Villa Ottelio Savorgnan sul fiume Stella ad Ariis di Rivignano

La tras-figurazione dei diritti

L’ultimo diritto che ho sentito dichiarare sulla titolistica mediatica è il “diritto di morire”, con riferimento alla costruenda legislazione sul “fine vita”, denominata Dichiarazione Anticipata di Trattamento (D.A.T.). “Diritto di morire”. E’ un diritto “morire”? Secondo la biologia e la storia umana il “morire” è l’ultimo atto del vivere, della vita. Come si fa a chiamare “diritto” un fatto ineluttabile per tutti i viventi, l’uomo in primis, che è consapevolmente mortale? Un “diritto” è un qualche cosa di legato al divenire del sapere etico e alla normativa umana, storica, politica, giuridica, è una prerogativa, tuttalpiù una potestà, non altro.

Che occorra regolamentare il “fine vita” come norma anagrafico-biologica ed etico-giuridica, affinché faccia parte dell’ordinamento civilistico di una grande nazione è fuori questione, ma che si trasformi concettualmente e terminologicamente in un “diritto” è non solo assurdo, ma decisamente insensato sotto il profilo logico-argomentativo. Non vi è alcun dubbio che si debbano correggere storture come l’accanimento terapeutico e un eccesso di tecnicalità nel tenere in vita (e quale vita in qualche caso?) un essere umano a tutti i costi, cosicché forse gli esempi di Eluana e Welby ci dicono qualcosa, e  spero anche al cardinal Ruini, ma trasformare un atto ineluttabile facente parte dell’esistere del vivente in un diritto è dunque assurdo, insensato e perfin stupido.
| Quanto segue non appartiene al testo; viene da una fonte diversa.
pub mod alerts;
pub mod constants;
pub mod list;
pub mod substitutes;

pub use alerts::scan_price_alerts;
pub use constants::*;
pub use list::{analyze_list, auto_optimize};
pub use substitutes::{find_substitutes, lookup_price};
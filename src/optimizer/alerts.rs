use crate::catalog::{Catalog, PriceHistoryTable};
use crate::models::PriceAlert;
use crate::optimizer::constants::{
    ALERT_INCREASE_THRESHOLD, DEFAULT_MAX_RATIO, MAX_ALERT_ALTERNATIVES,
};
use crate::optimizer::substitutes::find_substitutes;

/// Scan tracked ingredients for prices that rose past the alert
/// threshold versus their baseline.
///
/// Each alert carries up to two cheaper alternatives, measured against
/// the current (spiked) price. Ingredients missing from the catalog or
/// with a non-positive baseline are skipped.
pub fn scan_price_alerts(catalog: &impl Catalog, history: &PriceHistoryTable) -> Vec<PriceAlert> {
    let mut alerts = Vec::new();

    for name in history.tracked() {
        let Some(current) = catalog.price(&name) else {
            continue;
        };
        let Some(baseline) = history.baseline(&name) else {
            continue;
        };
        if baseline <= 0.0 {
            continue;
        }

        let increase_percent = ((current.price - baseline) / baseline) * 100.0;
        if increase_percent < ALERT_INCREASE_THRESHOLD {
            continue;
        }

        let mut alternatives = find_substitutes(catalog, &name, DEFAULT_MAX_RATIO);
        alternatives.truncate(MAX_ALERT_ALTERNATIVES);

        alerts.push(PriceAlert {
            ingredient: current.name.clone(),
            baseline_price: baseline,
            current_price: current.price,
            increase_percent,
            alternatives,
        });
    }

    alerts
}
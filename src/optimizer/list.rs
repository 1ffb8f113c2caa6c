use crate::catalog::Catalog;
use crate::models::{ListAnalysis, OptimizedList, SwapRecord};
use crate::optimizer::constants::{
    AGGRESSIVE_MAX_RATIO, CONSERVATIVE_MAX_RATIO, DEFAULT_MAX_RATIO, MIN_SAVINGS_FLOOR,
    TOP_SWAP_COUNT,
};
use crate::optimizer::substitutes::find_substitutes;

/// Cost out a grocery list and collect its best candidate swaps.
///
/// Totals cover priced items only; unknown items contribute nothing to
/// either cost. The optimized total assumes every item takes its best
/// substitute at the default ratio. An empty list yields the zero result.
pub fn analyze_list(catalog: &impl Catalog, items: &[String], goal: &str) -> ListAnalysis {
    let mut swaps_by_item = Vec::new();
    let mut original_cost = 0.0;
    let mut optimized_cost = 0.0;

    for item in items {
        let price = catalog.price(item).map(|p| p.price);
        if let Some(p) = price {
            original_cost += p;
        }

        let suggestions = find_substitutes(catalog, item, DEFAULT_MAX_RATIO);
        if suggestions.is_empty() {
            if let Some(p) = price {
                optimized_cost += p;
            }
        } else {
            optimized_cost += suggestions[0].alternative_price;
            swaps_by_item.push((item.clone(), suggestions));
        }
    }

    let mut recommended: Vec<SwapRecord> = swaps_by_item
        .iter()
        .filter_map(|(_, suggestions)| suggestions.first())
        .map(SwapRecord::from_suggestion)
        .collect();

    recommended.sort_by(|a, b| {
        b.savings
            .partial_cmp(&a.savings)
            .unwrap_or(std::cmp::Ordering::Equal)
    });
    recommended.truncate(TOP_SWAP_COUNT);

    ListAnalysis {
        goal: goal.to_string(),
        items: items.to_vec(),
        swaps_by_item,
        recommended,
        original_cost,
        optimized_cost,
        max_savings: original_cost - optimized_cost,
    }
}

/// Replace each item with its best substitute where the mode's policy
/// allows, keeping positional correspondence.
///
/// Aggressive mode swaps whenever any candidate exists within its ratio;
/// conservative mode also requires the savings floor. Both ratios sit
/// below 1.0, so a swap never costs more than the original.
pub fn auto_optimize(catalog: &impl Catalog, items: &[String], aggressive: bool) -> OptimizedList {
    let max_ratio = if aggressive {
        AGGRESSIVE_MAX_RATIO
    } else {
        CONSERVATIVE_MAX_RATIO
    };

    let mut optimized = Vec::with_capacity(items.len());
    let mut swaps = Vec::new();
    let mut total_savings = 0.0;

    for item in items {
        let suggestions = find_substitutes(catalog, item, max_ratio);

        match suggestions.first() {
            Some(best) if aggressive || best.savings > MIN_SAVINGS_FLOOR => {
                optimized.push(best.alternative.clone());
                total_savings += best.savings;
                swaps.push(SwapRecord::from_suggestion(best));
            }
            _ => optimized.push(item.clone()),
        }
    }

    OptimizedList {
        original: items.to_vec(),
        optimized,
        swaps,
        total_savings,
        aggressive,
    }
}
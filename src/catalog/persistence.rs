use std::collections::HashMap;
use std::fs;
use std::path::Path;

use serde::{Deserialize, Serialize};

use crate::catalog::StaticCatalog;
use crate::error::Result;
use crate::models::{canonical_key, Equivalence, PriceRecord};

/// On-disk catalog document.
#[derive(Debug, Serialize, Deserialize)]
pub struct CatalogFile {
    pub prices: Vec<PriceRecord>,

    #[serde(default)]
    pub equivalences: Vec<Equivalence>,
}

/// Load a catalog from a JSON file.
///
/// Invalid price records are dropped and duplicates dedup last-wins,
/// both handled by the catalog constructor.
pub fn load_catalog<P: AsRef<Path>>(path: P) -> Result<StaticCatalog> {
    let content = fs::read_to_string(path)?;
    let file: CatalogFile = serde_json::from_str(&content)?;
    Ok(StaticCatalog::new(file.prices, file.equivalences))
}

/// Save a catalog to a JSON file, records sorted by name.
pub fn save_catalog<P: AsRef<Path>>(path: P, catalog: &StaticCatalog) -> Result<()> {
    let (prices, equivalences) = catalog.to_records();
    let file = CatalogFile {
        prices,
        equivalences,
    };
    let json = serde_json::to_string_pretty(&file)?;
    fs::write(path, json)?;
    Ok(())
}

/// Read refreshed price records from a CSV file.
///
/// Expected header: `name,price,unit,source,last_updated`. Records that
/// fail validation are skipped; the count of skipped rows is returned
/// alongside the good records.
pub fn import_prices_csv<P: AsRef<Path>>(path: P) -> Result<(Vec<PriceRecord>, usize)> {
    let mut reader = csv::Reader::from_path(path)?;
    let mut records = Vec::new();
    let mut skipped = 0;

    for row in reader.deserialize() {
        let record: PriceRecord = row?;
        if record.is_valid() {
            records.push(record);
        } else {
            skipped += 1;
        }
    }

    Ok((records, skipped))
}

/// Baseline prices for alert scanning, keyed by canonical name.
///
/// This stands in for a real price-history store; the scanner only ever
/// asks it for a baseline, so any backing source can replace it.
#[derive(Debug, Default, Serialize, Deserialize)]
pub struct PriceHistoryTable {
    baselines: HashMap<String, f64>,
}

impl PriceHistoryTable {
    pub fn from_pairs(pairs: &[(&str, f64)]) -> Self {
        let baselines = pairs
            .iter()
            .map(|(name, price)| (canonical_key(name), *price))
            .collect();
        Self { baselines }
    }

    /// Baseline price for an ingredient, if tracked.
    pub fn baseline(&self, name: &str) -> Option<f64> {
        self.baselines.get(&canonical_key(name)).copied()
    }

    /// Names of all tracked ingredients, sorted for stable output.
    pub fn tracked(&self) -> Vec<String> {
        let mut names: Vec<String> = self.baselines.keys().cloned().collect();
        names.sort();
        names
    }

    pub fn is_empty(&self) -> bool {
        self.baselines.is_empty()
    }
}

/// Load a baseline table from a JSON map of name to price.
pub fn load_price_history<P: AsRef<Path>>(path: P) -> Result<PriceHistoryTable> {
    let content = fs::read_to_string(path)?;
    let raw: HashMap<String, f64> = serde_json::from_str(&content)?;
    let baselines = raw
        .into_iter()
        .map(|(name, price)| (canonical_key(&name), price))
        .collect();
    Ok(PriceHistoryTable { baselines })
}
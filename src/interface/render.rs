use crate::models::{ListAnalysis, OptimizedList, PriceAlert, PriceRecord, SubstitutionSuggestion};
use crate::narrative::{render_narrative, Narrative};

/// Display a single price record.
pub fn display_price(record: &PriceRecord) {
    println!(
        "{}: ₹{:.0} per {} ({}, updated {})",
        record.name, record.price, record.unit, record.source,
        if record.last_updated.is_empty() {
            "unknown"
        } else {
            record.last_updated.as_str()
        }
    );
}

/// Display substitute suggestions for one ingredient.
pub fn display_suggestions(name: &str, suggestions: &[SubstitutionSuggestion]) {
    if suggestions.is_empty() {
        println!("No cheaper substitutes found for '{}'.", name);
        return;
    }

    println!();
    println!("=== Substitutes for {} ===", name);
    println!();

    let max_name_len = suggestions
        .iter()
        .map(|s| s.alternative.len())
        .max()
        .unwrap_or(10);

    for (i, s) in suggestions.iter().enumerate() {
        println!(
            "{:>3}. {:<width$} - ₹{:>4.0} (was ₹{:.0}) | save ₹{:.0} ({:.1}%) via {}",
            i + 1,
            s.alternative,
            s.alternative_price,
            s.original_price,
            s.savings,
            s.savings_percent,
            s.source,
            width = max_name_len
        );
    }

    println!();
}

/// Display a list analysis with its narrative summary.
pub fn display_analysis(analysis: &ListAnalysis, narrative: &Narrative) {
    println!();
    println!("=== Grocery List Analysis ({}) ===", analysis.goal);
    println!();
    println!("Items: {}", analysis.items.join(", "));
    println!("Original cost:  ₹{:.0}", analysis.original_cost);
    println!("Optimized cost: ₹{:.0}", analysis.optimized_cost);
    println!("Max savings:    ₹{:.0}", analysis.max_savings);
    println!();
    print!("{}", render_narrative(narrative));
    println!();
}

/// Display the result of an auto-optimization run.
pub fn display_optimized(result: &OptimizedList) {
    println!();
    println!(
        "=== Optimized List ({} mode) ===",
        if result.aggressive {
            "aggressive"
        } else {
            "conservative"
        }
    );
    println!();

    for (original, optimized) in result.original.iter().zip(&result.optimized) {
        if original == optimized {
            println!("  {}", original);
        } else {
            println!("  {} -> {}", original, optimized);
        }
    }

    println!();
    println!("Swaps made: {}", result.swaps.len());
    for swap in &result.swaps {
        println!(
            "  {} -> {} (save ₹{:.0}, {:.1}%)",
            swap.original, swap.replacement, swap.savings, swap.savings_percent
        );
    }
    println!("Total savings: ₹{:.0}", result.total_savings);
    println!();
}

/// Display price alerts with mitigation suggestions.
pub fn display_alerts(alerts: &[PriceAlert]) {
    if alerts.is_empty() {
        println!("No price alerts. All tracked prices are near their baselines.");
        return;
    }

    println!();
    println!("=== Price Alerts ({}) ===", alerts.len());
    println!();

    for alert in alerts {
        println!(
            "{}: ₹{:.0} -> ₹{:.0} (+{:.0}%)",
            alert.ingredient, alert.baseline_price, alert.current_price, alert.increase_percent
        );

        if alert.alternatives.is_empty() {
            println!("  no cheaper alternatives known");
        }
        for alt in &alert.alternatives {
            println!(
                "  consider {} at ₹{:.0} (save ₹{:.0})",
                alt.alternative, alt.alternative_price, alt.savings
            );
        }
        println!();
    }
}
use thiserror::Error;

#[derive(Debug, Error)]
pub enum GrocerError {
    #[error("IO error: {0}")]
    Io(#[from] std::io::Error),

    #[error("JSON error: {0}")]
    Json(#[from] serde_json::Error),

    #[error("Prompt error: {0}")]
    Prompt(#[from] dialoguer::Error),

    #[error("CSV error: {0}")]
    Csv(#[from] csv::Error),

    #[error("Invalid input: {0}")]
    InvalidInput(String),

    #[error("Narration failed: {0}")]
    Narration(String),
}

pub type Result<T> = std::result::Result<T, GrocerError>;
Altro discorso che va trattato con cura estrema è quello che i recenti episodi “svizzeri” propongono: Magri, Fabo etc., dove si tratta di suicidio assistito e di eutanasia strano vocabolo auto-contradditorio ancorché eufemistico (appunto!) nella sua etimologia greco-antica, che edulcora uno dei passaggi radicali dell’essere dell’uomo a questo mondo, che nasce a fatica (Leopardi) e a volte può morire a fatica. Lucio Magri ha voluto evitare di “morire a fatica” perché “depresso”. Qualcuno lo aiutato, gli ha parlato? E i vecchi compagni del Manifesto e del Pdup che dicono? Tutto a posto?

Sempre in tema di “diritti” voglio citare quelli legati ai temi delle coppie omosessuali, delle adozioni e delle maternità surrogate. Mi sembra che si possano dire due cose: a) i diritti, se tali, cioè strutturati secondo principi razionalmente e generalmente condivisibili, non possono essere considerati come una coperta che si può tirare da tutte le parti, e spiego la metafora: non è la stessa cosa una coppia genitoriale eterosessuale, naturale o adottiva che sia, e una coppia “genitoriale” omosessuale, necessariamente votata alla mera adozione; b) non tutto ciò che la scienza può permettere di fare in termini pratici, come la fecondazione eterologa e l’impianto dello zigote nell’utero di una donna “terza” rispetto ai gameti costituenti lo zigote ricevuto, è ragionevole e eticamente fondato, se si ha una visione dell’etica non meramente utilitaristica e congiunturale.

Nel primo esempio risulta evidente come un papà e una mamma rispettivamente maschio e femmina non siano la stessa cosa di un” papà” e una “mamma” dello stesso sesso, sia sotto il profilo educativo del figlio, sia sotto il profilo relazionale e sociale presente e futuro di quest’ultimo; nel secondo esempio mi pare inequivocabile la prevalenza di un tecnicismo al servizio di scelte connotate da un macroscopico egoismo.

Per quanto riguarda il tema del  gender, siamo daccapo: anche se molte legislazioni oramai prevedono una sorta di “discrezionalità culturale” nella scelta soggettiva di appartenere a una certa categoria sessuale, ciò non significa che la natura si faccia condizionare dalla legislazione umana. Resta fermo il rispetto per l’omosessualità, come inclinazione complessa della persona, da non enfatizzare da un lato, e dall’altro a cui non negare opportune riflessioni scientificamente critiche sotto il profilo psico-biologico, culturale e sociale.

E così via. In altre parole si può dire che non tutto ciò che si ritiene conveniente, per qualsivoglia ragione, deve poter diventare un “diritto”, se ripugna alla ragione discorsiva usata con tutti i passaggi di una sana logica argomentativa.